%%
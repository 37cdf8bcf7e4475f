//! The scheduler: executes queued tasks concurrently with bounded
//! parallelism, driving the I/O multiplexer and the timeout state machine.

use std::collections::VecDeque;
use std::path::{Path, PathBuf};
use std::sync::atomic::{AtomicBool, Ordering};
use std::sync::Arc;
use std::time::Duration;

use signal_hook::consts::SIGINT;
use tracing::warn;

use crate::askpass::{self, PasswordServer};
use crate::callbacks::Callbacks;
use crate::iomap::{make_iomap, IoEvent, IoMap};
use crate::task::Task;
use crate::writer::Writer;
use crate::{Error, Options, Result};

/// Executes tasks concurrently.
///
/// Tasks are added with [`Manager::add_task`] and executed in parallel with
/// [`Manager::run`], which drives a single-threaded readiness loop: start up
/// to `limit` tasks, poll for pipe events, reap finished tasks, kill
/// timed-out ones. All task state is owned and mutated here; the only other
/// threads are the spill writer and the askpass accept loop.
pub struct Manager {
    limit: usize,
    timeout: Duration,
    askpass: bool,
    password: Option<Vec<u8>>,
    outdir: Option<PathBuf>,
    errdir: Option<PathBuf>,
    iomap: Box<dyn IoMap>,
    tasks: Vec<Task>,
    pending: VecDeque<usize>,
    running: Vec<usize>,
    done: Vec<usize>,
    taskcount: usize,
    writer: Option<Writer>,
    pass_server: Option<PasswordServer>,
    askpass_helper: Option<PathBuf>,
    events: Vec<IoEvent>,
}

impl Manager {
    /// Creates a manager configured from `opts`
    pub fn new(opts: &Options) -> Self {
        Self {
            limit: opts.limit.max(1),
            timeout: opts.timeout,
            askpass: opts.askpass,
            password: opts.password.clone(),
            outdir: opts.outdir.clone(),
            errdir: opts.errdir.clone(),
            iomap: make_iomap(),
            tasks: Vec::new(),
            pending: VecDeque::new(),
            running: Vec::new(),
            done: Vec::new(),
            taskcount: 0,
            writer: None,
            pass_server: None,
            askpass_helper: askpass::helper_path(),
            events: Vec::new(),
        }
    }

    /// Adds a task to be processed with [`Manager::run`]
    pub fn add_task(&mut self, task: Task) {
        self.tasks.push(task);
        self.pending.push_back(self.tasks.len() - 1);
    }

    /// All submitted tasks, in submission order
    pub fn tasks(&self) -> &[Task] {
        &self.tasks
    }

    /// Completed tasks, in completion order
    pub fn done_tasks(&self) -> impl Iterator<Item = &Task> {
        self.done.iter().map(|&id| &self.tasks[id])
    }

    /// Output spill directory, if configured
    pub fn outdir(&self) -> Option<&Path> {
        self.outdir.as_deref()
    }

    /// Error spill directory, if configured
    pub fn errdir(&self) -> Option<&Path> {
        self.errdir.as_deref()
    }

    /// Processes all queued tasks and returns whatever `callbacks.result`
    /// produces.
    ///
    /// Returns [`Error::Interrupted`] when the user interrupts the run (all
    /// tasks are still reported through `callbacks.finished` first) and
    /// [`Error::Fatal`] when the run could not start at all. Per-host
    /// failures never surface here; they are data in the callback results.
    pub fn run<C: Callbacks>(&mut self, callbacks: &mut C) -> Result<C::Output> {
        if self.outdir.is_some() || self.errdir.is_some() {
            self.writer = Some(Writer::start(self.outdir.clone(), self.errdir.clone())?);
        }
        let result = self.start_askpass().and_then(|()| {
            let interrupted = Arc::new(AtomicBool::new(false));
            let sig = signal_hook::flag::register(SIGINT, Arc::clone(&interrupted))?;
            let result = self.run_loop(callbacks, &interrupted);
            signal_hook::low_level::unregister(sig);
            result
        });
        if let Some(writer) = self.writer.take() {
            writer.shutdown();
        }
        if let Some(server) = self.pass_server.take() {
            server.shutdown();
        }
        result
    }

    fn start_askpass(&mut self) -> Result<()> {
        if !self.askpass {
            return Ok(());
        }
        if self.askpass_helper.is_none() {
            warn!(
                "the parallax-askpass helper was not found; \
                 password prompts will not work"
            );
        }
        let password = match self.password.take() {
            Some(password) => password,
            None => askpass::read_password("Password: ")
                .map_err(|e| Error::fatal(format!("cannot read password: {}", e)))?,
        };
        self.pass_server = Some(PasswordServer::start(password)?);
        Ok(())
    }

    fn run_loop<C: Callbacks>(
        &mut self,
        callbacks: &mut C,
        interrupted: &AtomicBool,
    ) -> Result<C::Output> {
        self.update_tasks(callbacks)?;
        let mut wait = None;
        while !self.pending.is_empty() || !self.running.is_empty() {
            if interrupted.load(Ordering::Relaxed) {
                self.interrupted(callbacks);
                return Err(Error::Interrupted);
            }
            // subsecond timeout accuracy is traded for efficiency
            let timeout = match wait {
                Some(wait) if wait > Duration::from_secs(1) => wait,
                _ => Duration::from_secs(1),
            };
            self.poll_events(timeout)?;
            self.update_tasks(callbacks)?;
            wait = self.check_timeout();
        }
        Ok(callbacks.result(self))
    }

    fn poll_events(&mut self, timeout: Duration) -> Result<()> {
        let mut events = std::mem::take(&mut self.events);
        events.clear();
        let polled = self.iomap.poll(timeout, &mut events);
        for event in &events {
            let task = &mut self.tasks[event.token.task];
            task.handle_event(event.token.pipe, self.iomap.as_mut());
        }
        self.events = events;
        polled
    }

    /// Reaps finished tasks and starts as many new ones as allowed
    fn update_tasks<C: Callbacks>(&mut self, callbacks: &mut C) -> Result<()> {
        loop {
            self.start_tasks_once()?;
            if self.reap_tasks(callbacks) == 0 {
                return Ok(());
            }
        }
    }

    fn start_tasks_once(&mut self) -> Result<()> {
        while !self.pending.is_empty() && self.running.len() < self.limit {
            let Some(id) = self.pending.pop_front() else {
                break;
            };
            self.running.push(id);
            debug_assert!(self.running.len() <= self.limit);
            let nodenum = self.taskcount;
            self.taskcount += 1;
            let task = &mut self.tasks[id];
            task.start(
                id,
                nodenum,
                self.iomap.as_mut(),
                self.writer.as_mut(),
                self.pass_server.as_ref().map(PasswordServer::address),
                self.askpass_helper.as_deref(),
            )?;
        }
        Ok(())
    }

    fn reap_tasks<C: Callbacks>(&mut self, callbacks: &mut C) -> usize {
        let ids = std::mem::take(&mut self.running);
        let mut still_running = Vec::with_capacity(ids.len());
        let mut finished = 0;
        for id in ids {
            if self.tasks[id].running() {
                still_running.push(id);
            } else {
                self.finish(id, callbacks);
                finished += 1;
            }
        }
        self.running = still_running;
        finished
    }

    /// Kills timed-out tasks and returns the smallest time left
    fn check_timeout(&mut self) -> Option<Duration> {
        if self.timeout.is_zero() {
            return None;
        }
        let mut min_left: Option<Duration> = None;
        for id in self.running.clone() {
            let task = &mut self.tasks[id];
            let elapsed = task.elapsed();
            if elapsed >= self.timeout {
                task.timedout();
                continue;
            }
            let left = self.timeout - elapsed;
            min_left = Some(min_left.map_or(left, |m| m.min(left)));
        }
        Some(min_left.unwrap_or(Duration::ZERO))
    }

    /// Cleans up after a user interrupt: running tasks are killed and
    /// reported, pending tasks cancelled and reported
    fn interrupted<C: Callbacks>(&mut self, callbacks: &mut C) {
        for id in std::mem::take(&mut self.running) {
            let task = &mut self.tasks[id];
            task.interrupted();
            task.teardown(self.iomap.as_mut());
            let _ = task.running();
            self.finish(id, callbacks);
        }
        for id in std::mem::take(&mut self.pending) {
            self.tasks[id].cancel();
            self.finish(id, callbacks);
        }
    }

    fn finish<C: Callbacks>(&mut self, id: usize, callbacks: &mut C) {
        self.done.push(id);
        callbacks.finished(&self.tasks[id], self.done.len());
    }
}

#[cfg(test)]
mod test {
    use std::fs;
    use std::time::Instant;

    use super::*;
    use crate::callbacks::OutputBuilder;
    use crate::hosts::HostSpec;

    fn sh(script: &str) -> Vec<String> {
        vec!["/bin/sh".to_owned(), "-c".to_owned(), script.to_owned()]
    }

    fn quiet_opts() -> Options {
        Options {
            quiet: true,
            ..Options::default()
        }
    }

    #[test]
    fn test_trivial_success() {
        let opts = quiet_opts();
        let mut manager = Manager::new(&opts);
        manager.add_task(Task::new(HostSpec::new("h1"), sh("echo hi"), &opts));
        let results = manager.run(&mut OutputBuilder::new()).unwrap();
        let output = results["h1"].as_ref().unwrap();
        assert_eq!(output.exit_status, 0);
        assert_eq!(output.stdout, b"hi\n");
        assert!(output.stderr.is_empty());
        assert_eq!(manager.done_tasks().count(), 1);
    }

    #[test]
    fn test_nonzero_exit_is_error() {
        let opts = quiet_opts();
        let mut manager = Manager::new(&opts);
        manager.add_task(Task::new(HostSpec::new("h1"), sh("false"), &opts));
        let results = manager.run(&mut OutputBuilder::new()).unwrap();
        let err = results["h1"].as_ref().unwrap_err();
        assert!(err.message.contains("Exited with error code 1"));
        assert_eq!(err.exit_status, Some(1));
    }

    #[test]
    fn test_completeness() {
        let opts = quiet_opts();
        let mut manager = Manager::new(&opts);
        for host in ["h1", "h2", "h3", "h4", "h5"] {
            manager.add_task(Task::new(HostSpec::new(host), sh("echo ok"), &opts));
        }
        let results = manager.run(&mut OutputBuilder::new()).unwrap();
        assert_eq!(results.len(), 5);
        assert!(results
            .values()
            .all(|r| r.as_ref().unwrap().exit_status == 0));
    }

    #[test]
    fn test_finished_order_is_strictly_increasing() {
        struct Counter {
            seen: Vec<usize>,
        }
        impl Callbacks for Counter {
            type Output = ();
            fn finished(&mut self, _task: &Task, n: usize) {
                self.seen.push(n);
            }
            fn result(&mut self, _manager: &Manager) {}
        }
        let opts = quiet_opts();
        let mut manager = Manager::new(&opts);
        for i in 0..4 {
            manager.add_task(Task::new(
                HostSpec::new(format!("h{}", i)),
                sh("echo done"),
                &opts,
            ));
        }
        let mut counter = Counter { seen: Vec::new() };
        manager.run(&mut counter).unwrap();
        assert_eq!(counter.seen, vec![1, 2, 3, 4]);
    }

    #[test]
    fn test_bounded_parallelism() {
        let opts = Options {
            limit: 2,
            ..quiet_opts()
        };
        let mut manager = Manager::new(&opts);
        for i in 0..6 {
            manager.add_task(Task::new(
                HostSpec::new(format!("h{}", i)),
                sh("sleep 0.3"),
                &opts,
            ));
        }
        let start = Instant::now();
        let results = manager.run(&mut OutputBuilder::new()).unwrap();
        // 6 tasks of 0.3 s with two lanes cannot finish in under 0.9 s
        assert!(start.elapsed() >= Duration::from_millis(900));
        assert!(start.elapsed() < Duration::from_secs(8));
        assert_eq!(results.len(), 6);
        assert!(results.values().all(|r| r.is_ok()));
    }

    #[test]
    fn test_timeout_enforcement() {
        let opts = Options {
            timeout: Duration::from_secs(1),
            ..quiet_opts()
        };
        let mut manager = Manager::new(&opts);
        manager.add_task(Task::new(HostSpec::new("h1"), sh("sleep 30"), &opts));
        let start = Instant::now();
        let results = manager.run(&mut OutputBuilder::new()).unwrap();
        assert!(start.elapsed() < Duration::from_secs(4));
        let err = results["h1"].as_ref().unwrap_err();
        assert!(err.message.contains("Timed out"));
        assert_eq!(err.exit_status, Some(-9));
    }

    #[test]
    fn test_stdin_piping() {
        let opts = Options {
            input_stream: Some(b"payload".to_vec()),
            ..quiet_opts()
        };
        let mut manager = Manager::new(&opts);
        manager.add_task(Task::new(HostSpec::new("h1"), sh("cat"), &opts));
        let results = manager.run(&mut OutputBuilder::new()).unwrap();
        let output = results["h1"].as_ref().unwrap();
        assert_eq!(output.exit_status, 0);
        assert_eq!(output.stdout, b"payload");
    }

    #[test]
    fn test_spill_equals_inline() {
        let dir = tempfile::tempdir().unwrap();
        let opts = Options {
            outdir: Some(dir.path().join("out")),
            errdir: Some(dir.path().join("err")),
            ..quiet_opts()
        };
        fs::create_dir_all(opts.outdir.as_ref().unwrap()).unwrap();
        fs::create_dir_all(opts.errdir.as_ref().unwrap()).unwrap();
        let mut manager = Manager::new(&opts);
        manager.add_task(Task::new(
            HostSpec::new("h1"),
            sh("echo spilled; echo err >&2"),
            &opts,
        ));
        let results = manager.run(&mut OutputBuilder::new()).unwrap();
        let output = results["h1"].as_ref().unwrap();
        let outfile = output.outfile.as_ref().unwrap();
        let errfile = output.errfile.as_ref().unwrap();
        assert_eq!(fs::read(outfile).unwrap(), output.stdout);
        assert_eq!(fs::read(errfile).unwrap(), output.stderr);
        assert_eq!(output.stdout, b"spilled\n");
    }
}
%%
%%
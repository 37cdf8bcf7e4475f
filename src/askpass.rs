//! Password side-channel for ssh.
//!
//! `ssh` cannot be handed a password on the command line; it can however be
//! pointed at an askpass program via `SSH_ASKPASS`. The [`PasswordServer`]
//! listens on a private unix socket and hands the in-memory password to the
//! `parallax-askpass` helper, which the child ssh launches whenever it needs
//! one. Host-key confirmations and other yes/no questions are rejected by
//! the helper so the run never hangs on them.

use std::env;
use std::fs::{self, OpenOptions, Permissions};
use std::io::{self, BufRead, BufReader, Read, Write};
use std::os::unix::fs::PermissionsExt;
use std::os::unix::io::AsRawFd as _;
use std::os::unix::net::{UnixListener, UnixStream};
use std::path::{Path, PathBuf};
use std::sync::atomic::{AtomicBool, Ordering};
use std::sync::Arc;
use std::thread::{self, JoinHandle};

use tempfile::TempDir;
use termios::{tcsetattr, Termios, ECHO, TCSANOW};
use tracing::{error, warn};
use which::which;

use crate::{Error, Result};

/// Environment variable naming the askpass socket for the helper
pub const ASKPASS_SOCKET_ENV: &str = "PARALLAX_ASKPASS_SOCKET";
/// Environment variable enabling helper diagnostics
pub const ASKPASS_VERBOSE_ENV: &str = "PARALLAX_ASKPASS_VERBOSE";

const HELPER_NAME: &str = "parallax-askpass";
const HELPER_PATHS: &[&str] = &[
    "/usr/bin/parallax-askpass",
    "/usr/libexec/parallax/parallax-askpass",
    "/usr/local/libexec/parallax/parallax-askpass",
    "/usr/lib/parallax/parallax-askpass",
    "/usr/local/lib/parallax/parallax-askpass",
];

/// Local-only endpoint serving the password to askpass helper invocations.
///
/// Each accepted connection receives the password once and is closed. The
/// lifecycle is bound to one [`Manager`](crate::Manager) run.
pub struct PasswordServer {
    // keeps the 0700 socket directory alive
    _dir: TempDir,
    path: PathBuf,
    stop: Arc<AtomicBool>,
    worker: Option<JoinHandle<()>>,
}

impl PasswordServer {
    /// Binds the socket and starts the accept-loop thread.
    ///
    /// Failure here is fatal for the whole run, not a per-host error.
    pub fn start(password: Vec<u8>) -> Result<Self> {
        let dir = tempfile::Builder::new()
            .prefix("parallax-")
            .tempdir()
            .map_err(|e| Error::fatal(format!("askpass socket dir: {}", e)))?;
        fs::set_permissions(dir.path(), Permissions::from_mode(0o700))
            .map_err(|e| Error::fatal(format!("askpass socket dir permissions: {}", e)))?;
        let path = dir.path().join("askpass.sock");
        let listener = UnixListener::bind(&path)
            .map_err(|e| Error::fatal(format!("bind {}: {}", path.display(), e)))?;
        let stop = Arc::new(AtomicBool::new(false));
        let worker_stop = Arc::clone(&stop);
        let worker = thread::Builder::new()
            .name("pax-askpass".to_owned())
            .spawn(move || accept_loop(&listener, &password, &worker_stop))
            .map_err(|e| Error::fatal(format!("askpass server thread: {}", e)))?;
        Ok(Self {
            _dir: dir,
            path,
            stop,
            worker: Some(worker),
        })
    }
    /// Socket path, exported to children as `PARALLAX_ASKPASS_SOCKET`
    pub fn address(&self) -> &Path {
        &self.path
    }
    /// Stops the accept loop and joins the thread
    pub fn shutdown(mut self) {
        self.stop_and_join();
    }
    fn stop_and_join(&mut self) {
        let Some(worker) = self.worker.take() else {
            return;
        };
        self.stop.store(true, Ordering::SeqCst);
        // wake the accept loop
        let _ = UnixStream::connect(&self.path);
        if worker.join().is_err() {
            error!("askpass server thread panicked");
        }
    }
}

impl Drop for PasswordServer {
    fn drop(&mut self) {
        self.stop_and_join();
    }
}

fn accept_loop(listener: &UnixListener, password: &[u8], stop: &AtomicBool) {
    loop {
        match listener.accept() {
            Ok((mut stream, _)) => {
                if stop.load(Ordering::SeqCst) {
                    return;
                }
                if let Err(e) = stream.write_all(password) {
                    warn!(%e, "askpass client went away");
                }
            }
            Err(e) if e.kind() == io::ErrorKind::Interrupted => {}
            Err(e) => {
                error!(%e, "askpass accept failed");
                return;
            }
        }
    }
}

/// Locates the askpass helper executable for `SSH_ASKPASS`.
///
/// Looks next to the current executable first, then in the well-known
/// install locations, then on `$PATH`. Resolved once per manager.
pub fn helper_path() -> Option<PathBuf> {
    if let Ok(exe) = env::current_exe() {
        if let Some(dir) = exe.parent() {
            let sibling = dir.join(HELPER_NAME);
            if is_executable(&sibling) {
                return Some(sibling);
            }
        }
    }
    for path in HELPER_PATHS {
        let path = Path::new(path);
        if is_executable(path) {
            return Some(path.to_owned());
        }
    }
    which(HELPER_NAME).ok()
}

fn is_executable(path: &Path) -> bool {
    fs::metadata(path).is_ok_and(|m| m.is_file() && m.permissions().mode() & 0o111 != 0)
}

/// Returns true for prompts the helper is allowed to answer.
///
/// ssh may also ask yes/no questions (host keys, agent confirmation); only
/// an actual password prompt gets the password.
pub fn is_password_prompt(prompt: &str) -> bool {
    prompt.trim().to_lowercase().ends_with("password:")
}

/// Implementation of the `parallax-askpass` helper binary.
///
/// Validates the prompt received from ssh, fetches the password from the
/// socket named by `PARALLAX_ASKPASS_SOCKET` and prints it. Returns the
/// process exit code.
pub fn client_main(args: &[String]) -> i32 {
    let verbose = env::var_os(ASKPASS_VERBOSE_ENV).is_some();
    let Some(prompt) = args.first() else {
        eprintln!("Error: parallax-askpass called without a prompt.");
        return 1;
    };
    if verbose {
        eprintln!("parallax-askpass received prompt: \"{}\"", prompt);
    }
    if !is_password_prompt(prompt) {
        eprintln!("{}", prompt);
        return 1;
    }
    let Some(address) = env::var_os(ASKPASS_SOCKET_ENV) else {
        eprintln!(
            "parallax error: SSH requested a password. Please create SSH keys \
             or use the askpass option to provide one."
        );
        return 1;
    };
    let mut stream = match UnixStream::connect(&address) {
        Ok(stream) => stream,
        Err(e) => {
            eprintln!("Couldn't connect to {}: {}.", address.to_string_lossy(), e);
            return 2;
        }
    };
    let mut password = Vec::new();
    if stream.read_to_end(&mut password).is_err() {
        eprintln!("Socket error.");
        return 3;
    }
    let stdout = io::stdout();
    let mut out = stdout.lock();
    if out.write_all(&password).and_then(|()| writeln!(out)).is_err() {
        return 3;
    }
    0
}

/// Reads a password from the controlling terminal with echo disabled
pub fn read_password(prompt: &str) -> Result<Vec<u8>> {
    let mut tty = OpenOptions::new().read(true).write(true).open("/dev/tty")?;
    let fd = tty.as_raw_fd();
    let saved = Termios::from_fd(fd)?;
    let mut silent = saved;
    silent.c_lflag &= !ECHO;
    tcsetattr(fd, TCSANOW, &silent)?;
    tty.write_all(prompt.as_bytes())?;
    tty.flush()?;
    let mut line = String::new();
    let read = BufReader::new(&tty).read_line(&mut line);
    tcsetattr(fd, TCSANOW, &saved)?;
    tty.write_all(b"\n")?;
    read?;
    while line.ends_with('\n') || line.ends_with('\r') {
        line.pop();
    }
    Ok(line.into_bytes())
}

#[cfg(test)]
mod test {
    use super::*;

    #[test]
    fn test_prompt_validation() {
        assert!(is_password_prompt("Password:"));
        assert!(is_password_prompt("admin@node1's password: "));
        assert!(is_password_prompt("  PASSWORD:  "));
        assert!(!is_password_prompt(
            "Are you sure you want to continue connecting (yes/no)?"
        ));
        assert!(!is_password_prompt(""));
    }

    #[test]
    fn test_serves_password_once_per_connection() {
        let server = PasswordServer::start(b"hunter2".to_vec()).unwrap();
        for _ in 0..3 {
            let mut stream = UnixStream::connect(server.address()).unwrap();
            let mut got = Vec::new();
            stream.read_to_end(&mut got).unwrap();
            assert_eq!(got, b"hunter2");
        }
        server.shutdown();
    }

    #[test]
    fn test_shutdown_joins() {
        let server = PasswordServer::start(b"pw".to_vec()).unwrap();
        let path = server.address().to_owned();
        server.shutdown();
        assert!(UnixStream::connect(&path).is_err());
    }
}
%%
What the task asks:
Your task is to transcribe, with no changes, only the lines of the listing above that lie between the line holding "let stdout = io::stdout();" and the line holding "tcsetattr(fd, TCSANOW, &silent)?;", inclusive.

Solution to this task:
    let stdout = io::stdout();
    let mut out = stdout.lock();
    if out.write_all(&password).and_then(|()| writeln!(out)).is_err() {
        return 3;
    }
    0
}

/// Reads a password from the controlling terminal with echo disabled
pub fn read_password(prompt: &str) -> Result<Vec<u8>> {
    let mut tty = OpenOptions::new().read(true).write(true).open("/dev/tty")?;
    let fd = tty.as_raw_fd();
    let saved = Termios::from_fd(fd)?;
    let mut silent = saved;
    silent.c_lflag &= !ECHO;
    tcsetattr(fd, TCSANOW, &silent)?;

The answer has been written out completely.